Recorded some forty-five years after the creation of St. Francis, seventeen years after Three Philosophers, fifteen years after Giorgione’s death, and nine years after the death of Giovanni Bellini (ca. 1424/35–1516), Michiel’s survey is also revelatory for what it leaves out: the identity of those three philosophers, as well as the particular moment depicted in Saint Francis of Assisi’s life. Both have been sources of discussion and conjecture ever since. For St. Francis, most scholars now agree that the image depicts the saint’s stigmatization, not in the “desert” but rather at his Apennine retreat at La Verna. Still, two standard references are missing: the seraph delivering Christ’s wounds, and Brother Leo. An alternative interpretation is that we are rather presented with Francis composing his Canticle of the Creatures, that prayer to “Brother Sun, Sister Moon, Brother Wind, Sister Water, Brother Fire, Sister Mother Earth, and Sister Bodily Death.”

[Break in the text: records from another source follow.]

//! TokenGate Server: token-based authentication service.
//!
//! Main entry point that wires all crates together and starts the server.

use std::sync::Arc;

use anyhow::Context;
use tracing_subscriber::{EnvFilter, fmt};

use tokengate_api::{Backends, build_state, serve};
use tokengate_cache::CacheManager;
use tokengate_core::config::AppConfig;
use tokengate_database::memory::{MemoryRefreshTokenRepository, MemoryUserRepository};
use tokengate_database::repositories::{PgRefreshTokenRepository, PgUserRepository};
use tokengate_database::{DatabasePool, RefreshTokenRepository, UserRepository};
use tokengate_core::traits::Mailer;
use tokengate_service::{LogMailer, SmtpMailer};

#[tokio::main]
async fn main() {
    let config = match load_configuration() {
        Ok(c) => c,
        Err(e) => {
            eprintln!("Failed to load configuration: {e:#}");
            std::process::exit(1);
        }
    };

    init_logging(&config);

    if let Err(e) = run(config).await {
        tracing::error!(error = format!("{e:#}"), "Server error");
        std::process::exit(1);
    }
}

/// Load configuration from `config/` and `TOKENGATE__*` variables.
fn load_configuration() -> anyhow::Result<AppConfig> {
    let env = std::env::var("TOKENGATE_ENV").unwrap_or_else(|_| "development".to_string());
    AppConfig::load(&env).with_context(|| format!("loading configuration for '{env}'"))
}

/// Initialize tracing/logging
fn init_logging(config: &AppConfig) {
    let filter =
        EnvFilter::try_from_default_env().unwrap_or_else(|_| EnvFilter::new(&config.logging.level));

    match config.logging.format.as_str() {
        "json" => {
            fmt()
                .json()
                .with_env_filter(filter)
                .with_target(true)
                .with_thread_ids(true)
                .init();
        }
        _ => {
            fmt()
                .pretty()
                .with_env_filter(filter)
                .with_target(true)
                .init();
        }
    }
}

/// Main server run function
async fn run(config: AppConfig) -> anyhow::Result<()> {
    tracing::info!("Starting TokenGate v{}", env!("CARGO_PKG_VERSION"));

    // ── Step 1: Database connection + migrations ─────────────────
    let (user_repo, refresh_repo, db_pool): (
        Arc<dyn UserRepository>,
        Arc<dyn RefreshTokenRepository>,
        Option<DatabasePool>,
    ) = if config.database.is_memory() {
        tracing::warn!("Using the in-memory store; data is lost on restart");
        (
            Arc::new(MemoryUserRepository::new()),
            Arc::new(MemoryRefreshTokenRepository::new()),
            None,
        )
    } else {
        let db_pool = DatabasePool::connect(&config.database)
            .await
            .context("database connection failed")?;

        if config.database.run_migrations {
            tokengate_database::migration::run_migrations(db_pool.pool())
                .await
                .context("migration failed")?;
        }

        let statement_timeout = db_pool.statement_timeout();
        (
            Arc::new(PgUserRepository::new(
                db_pool.pool().clone(),
                statement_timeout,
            )),
            Arc::new(PgRefreshTokenRepository::new(
                db_pool.pool().clone(),
                statement_timeout,
            )),
            Some(db_pool),
        )
    };

    // ── Step 2: Initialize cache ─────────────────────────────────
    tracing::info!(provider = %config.cache.provider, "Initializing cache");
    let cache = Arc::new(
        CacheManager::new(&config.cache)
            .await
            .context("cache init failed")?,
    );

    // ── Step 3: Mail transport ───────────────────────────────────
    let mailer: Arc<dyn Mailer> = if config.mail.uses_smtp() {
        tracing::info!(server = %config.mail.server, "Using SMTP mail transport");
        Arc::new(SmtpMailer::new(&config.mail).context("mail transport init failed")?)
    } else {
        tracing::warn!("No SMTP server configured; mail is only logged");
        Arc::new(LogMailer::new(&config.mail))
    };

    // ── Step 4: Wire components and serve ────────────────────────
    let state = build_state(
        config,
        Backends {
            user_repo,
            refresh_repo,
            cache,
            mailer,
            db_pool: db_pool.clone(),
        },
    )
    .context("building application state")?;

    serve(state).await.context("HTTP server failed")?;

    if let Some(pool) = db_pool {
        pool.close().await;
    }
    tracing::info!("TokenGate stopped");
    Ok(())
}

The Giorgione poses an even greater conundrum. “Apart from Giorgione’s Tempest,” writes Salomon in his exhibition catalogue, “very few Venetian Renaissance works have received as much attention and been as widely interpreted as The Three Philosophers.” The identification of those “three philosophers,” which was left unstated by Marcantonio Michiel even within two decades of its execution, has resulted in centuries of conjecture. Assuming the painting in fact depicts “three philosophers” from antiquity, the proposed combinations as collected by Salomon have included the following: Archimedes, Ptolemy, and Pythagoras; Aristotle, Averroes, and Virgil; Regiomontanus, Aristotle, and Ptolemy; Ptolemy, Al-Battani, and Copernicus; Aristotle, Averroes, and a humanist; and Plato, Aristotle, and Pythagoras. Alternatively, the figures might represent the Three Magi; or Marcus Aurelius studying with two philosophers on the Caelian Hill; or Abraham teaching astronomy to the Egyptians; or Evander and Pallas showing Aeneas the Capitoline Hill; or a meeting between Sultan Mehmet II and Patriarch Gennadios Scholarios in Constantinople; or Saint Luke, King David, and Saint Jerome; or King Solomon, King Hiram of Tyre, and the master craftsman Hiram of Tyre as they plan the Temple in Jerusalem; or perhaps even the painters Giovanni Bellini, Vittore Carpaccio, and Giorgione. For Xavier Salomon, the most convincing identification, as proposed by the scholar Karin Zeleny, is that of Pythagoras with his two teachers, Thales of Miletus and Pherecydes of Syros, “the first three philosophers of the Western tradition shown while at the Oracle of Apollo at Didyma.” I am more partial to the poetic approach proposed by the art historian Tom Nichols in his book Giorgione’s Ambiguity, in which he suggests that our interpretation is meant to remain free-floating and open-ended. Deliberate ambiguities, he writes, are Giorgione’s “visual traps set to capture the viewer’s curiosity and speculation.”

“Uncertain about authorship, patronage, dating, and the significance of both paintings,” writes Salomon, “when it comes to Giorgione’s Three Philosophers and Bellini’s St. Francis in the Desert, we know much less than we think we do.” What is certain is that these paintings occupied the same Venetian home soon after their creation, even if the specific location of Taddeo Contarini’s residence in the neighborhood of Cannaregio has been up for debate. Marcantonio Michiel writes that Bellini painted his St. Francis for Zuan Michiel, and the painting was then acquired by Taddeo Contarini (ca. 1466–1540) soon thereafter. It is possible that Giorgione’s Three Philosophers was a direct commission by this powerful and supposedly unscrupulous Venetian merchant—one even intended to complement the Bellini. While he may or may not have painted it for Contarini’s collection specifically, Giorgione most likely studied with Bellini, and so St. Francis might still have been front and center in his mind.

The last time these paintings were seen in one place was between 1556 and 1636. Like a flash of light of some divine rapture, their being brought together in this spectacular exhibition makes their connections manifest once again.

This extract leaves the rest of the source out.